▸ **What this task involves**
Search the entries for the word "tokens". Copy each line in which it is found.

▬▬▬▬▬▬

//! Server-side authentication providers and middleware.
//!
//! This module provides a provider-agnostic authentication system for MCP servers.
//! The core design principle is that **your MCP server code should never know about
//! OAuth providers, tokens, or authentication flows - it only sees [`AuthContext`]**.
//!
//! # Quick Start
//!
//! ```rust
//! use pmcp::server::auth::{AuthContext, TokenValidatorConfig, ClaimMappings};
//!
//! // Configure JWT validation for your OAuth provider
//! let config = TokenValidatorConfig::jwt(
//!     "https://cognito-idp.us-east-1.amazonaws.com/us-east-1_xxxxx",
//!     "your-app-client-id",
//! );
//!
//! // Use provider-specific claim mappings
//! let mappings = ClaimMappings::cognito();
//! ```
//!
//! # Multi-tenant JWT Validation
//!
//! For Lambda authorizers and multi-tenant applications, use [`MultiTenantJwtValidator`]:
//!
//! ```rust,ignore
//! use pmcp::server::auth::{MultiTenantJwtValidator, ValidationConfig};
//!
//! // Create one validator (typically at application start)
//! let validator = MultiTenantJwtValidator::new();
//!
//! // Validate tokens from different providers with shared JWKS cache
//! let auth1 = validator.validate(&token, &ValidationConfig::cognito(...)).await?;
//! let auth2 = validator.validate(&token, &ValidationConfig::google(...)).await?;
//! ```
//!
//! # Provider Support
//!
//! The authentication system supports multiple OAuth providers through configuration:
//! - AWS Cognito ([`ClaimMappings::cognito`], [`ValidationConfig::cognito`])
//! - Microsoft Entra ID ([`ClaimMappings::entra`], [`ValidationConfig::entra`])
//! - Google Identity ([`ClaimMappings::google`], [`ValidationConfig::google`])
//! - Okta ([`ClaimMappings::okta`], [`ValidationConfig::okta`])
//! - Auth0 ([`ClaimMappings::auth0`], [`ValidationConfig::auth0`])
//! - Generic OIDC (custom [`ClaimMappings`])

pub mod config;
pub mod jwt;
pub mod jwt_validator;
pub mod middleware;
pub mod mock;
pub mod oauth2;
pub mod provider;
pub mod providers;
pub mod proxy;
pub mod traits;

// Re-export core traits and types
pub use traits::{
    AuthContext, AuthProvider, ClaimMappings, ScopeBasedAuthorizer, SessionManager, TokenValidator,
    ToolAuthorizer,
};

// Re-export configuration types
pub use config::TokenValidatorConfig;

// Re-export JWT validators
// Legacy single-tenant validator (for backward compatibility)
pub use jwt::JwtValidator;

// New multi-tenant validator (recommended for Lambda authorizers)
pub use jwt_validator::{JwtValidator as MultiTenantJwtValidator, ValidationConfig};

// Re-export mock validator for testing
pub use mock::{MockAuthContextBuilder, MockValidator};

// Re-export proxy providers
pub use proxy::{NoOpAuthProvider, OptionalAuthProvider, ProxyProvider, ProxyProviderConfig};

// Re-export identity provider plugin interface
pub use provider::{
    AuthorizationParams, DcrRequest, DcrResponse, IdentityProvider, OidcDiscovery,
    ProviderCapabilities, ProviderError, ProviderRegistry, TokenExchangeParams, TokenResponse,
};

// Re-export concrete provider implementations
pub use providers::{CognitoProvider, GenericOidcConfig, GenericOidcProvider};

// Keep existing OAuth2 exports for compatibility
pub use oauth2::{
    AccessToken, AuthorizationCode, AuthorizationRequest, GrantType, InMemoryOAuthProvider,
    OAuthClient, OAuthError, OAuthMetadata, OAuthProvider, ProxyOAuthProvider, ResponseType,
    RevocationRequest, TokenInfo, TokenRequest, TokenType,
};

▬▬▬▬▬▬

▸ **Exercise result**
//! OAuth providers, tokens, or authentication flows - it only sees [`AuthContext`]**.
//! // Validate tokens from different providers with shared JWKS cache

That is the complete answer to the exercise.